There is incredible diversity in how teams go about hunting the shots everyone knows they want—and, for that matter, in the point guards who only sometimes do the hunting. If all NBA basketball were really so similar, the point guard position wouldn’t be so vast and varied, encompassing Trae Young, Tyus Jones, Shai Gilgeous-Alexander, Kris Dunn, and Terry Rozier as nominal peers. Those five guards are separated by ability but even more so by philosophy. There are so many ways to be a point guard in the modern game, with differences that go far beyond whether a player looks to score or pass first.

Welcome to the Point Guard Field Guide, a reintroduction to one of basketball’s most storied and complicated positions. So much of the dogma of what makes a point guard has melted away in recent years, leading to a broadening of style and substance. The NBA isn’t a point guard’s league in the same way it was when Harden, Stephen Curry, and Russell Westbrook reeled off four straight MVPs. The game has turned. Yet the only way to really understand that change—and the state of NBA basketball in 2024—is to understand all the ways the point guard position has grown to accommodate it.

To that end, this guide will explore the five varieties of modern point guard, including a listing of which players fit each type. Some point guards change their classification over time or with the demands of a new team. Others might bridge the qualities of several different types. This is not a binding classification; it’s a snapshot of a moment in time. More than a hundred point guards logged NBA minutes over the course of the 2023-24 season. This guide, more than anything, will explain how they played them.


Illustrations by Adam Villacin

Systems

A system, player.

Luka Doncic, Stephen Curry, Trae Young, Tyrese Haliburton, LaMelo Ball

It’s hard to tell where Luka Doncic ends and the Mavericks begin. Dallas’s entire approach stems from the way he micromanages possessions, rearranging them on a granular level until the layout in front of him matches the vision in his mind. Doncic dictates everything—puppeteering defenders, reading their overreactions, and navigating toward the basket in fits and starts until the right opportunity materializes. There are point guards who run the offense and point guards who become it. Doncic does the latter with a kind of brassy maximalism, while Steph Curry—who is no less definitional to the Warriors—serves a lot of the same purposes by giving the ball up and running like hell to get it back.

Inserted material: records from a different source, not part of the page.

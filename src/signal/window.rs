//! Tukey windows and running-mean smoothing

use std::f64::consts::PI;

/// Tukey (cosine-tapered) window of length `n`.
///
/// `ratio` in `[0, 0.5]` is the fraction of `n` tapered at *each* end;
/// `ratio == 0` yields a rectangular window, `ratio == 0.5` a full cosine
/// arch. Taper length is `floor(ratio * n)` samples per side.
pub fn tukey(n: usize, ratio: f64) -> Vec<f32> {
    let mut w = vec![1.0f32; n];
    let taper = ((ratio * n as f64) as usize).min(n / 2);
    if taper == 0 {
        return w;
    }
    for i in 0..taper {
        let v = 0.5 * (1.0 - (PI * i as f64 / taper as f64).cos());
        w[i] = v as f32;
        w[n - 1 - i] = v as f32;
    }
    w
}

/// Materialize a smoothing window of design length `len` (seconds or Hz)
/// at step `step` (sample interval or bin spacing) as an odd sample count:
/// `((round(len/step) / 2) * 2) + 1`.
pub fn odd_window_size(len: f64, step: f64) -> usize {
    (((len / step).round() as usize) / 2) * 2 + 1
}

/// Centered moving average with an odd window of `size` samples.
///
/// Near the edges the window shrinks to the samples that exist. Accumulates
/// in f64 via a prefix sum so the cost is O(n) independent of `size`.
pub fn moving_average(x: &[f32], size: usize) -> Vec<f32> {
    let n = x.len();
    if n == 0 || size <= 1 {
        return x.to_vec();
    }
    let half = size / 2;
    let mut prefix = vec![0.0f64; n + 1];
    for (i, &v) in x.iter().enumerate() {
        prefix[i + 1] = prefix[i] + v as f64;
    }
    let mut out = Vec::with_capacity(n);
    for i in 0..n {
        let lo = i.saturating_sub(half);
        let hi = (i + half + 1).min(n);
        out.push(((prefix[hi] - prefix[lo]) / (hi - lo) as f64) as f32);
    }
    out
}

Point guards aren’t connected by their playing style but by their function. Doncic and Curry have wildly different individual methods. Yet both decide, for better or worse, how their teams operate. The pull of their respective processes is so strong as to warp everything around them—in terms of not just how their teammates play, but who is even allowed to participate. NBA outfits are perfectly willing to make those accommodations for some of the very best players in the sport, but it’s harder to strike that kind of bargain when more complicated talents insist upon themselves. When you have Trae Young on your team, you are a Trae Young Team.

It can be a precarious business, putting the stylistic fate of the team in the hands of a player who can call their own number at any time. There’s a debate to be had about the merits of heliocentric basketball—and it’s been had, and will be had, on repeat, so long as any player dominates the ball to the degree that Doncic and Young do. Yet that conversation is ultimately too small. The issue isn’t whether a heliocentric offense can work at a championship level (it can, and it has) but what, exactly, it means when a team derives its style of play—heliocentric or otherwise—from its point guard. There’s a natural leadership in playing the point that lends itself to setting the agenda. There’s also the risk that when a System guard is countered or rushed or forced into passing out of pressure, it invites a full-blown identity crisis.

Great teams find some new part of themselves in those runaway four-on-three opportunities. If you trap Curry beyond the arc, for example, you invite the drive and lob from Draymond Green that are sure to follow. But not every Steph has a Draymond. Often, end-point shooters and cutters are forced to take control of the offense in those situations, replacing the wizardry of a System guard with something much clumsier. Even Steph has bumped up against the limits of what he can accomplish as one of the smallest players on the floor, and he’s the historical exception; over the past 20 years, Curry’s Warriors are the only team to even make the Finals playing a style defined by its lead guard.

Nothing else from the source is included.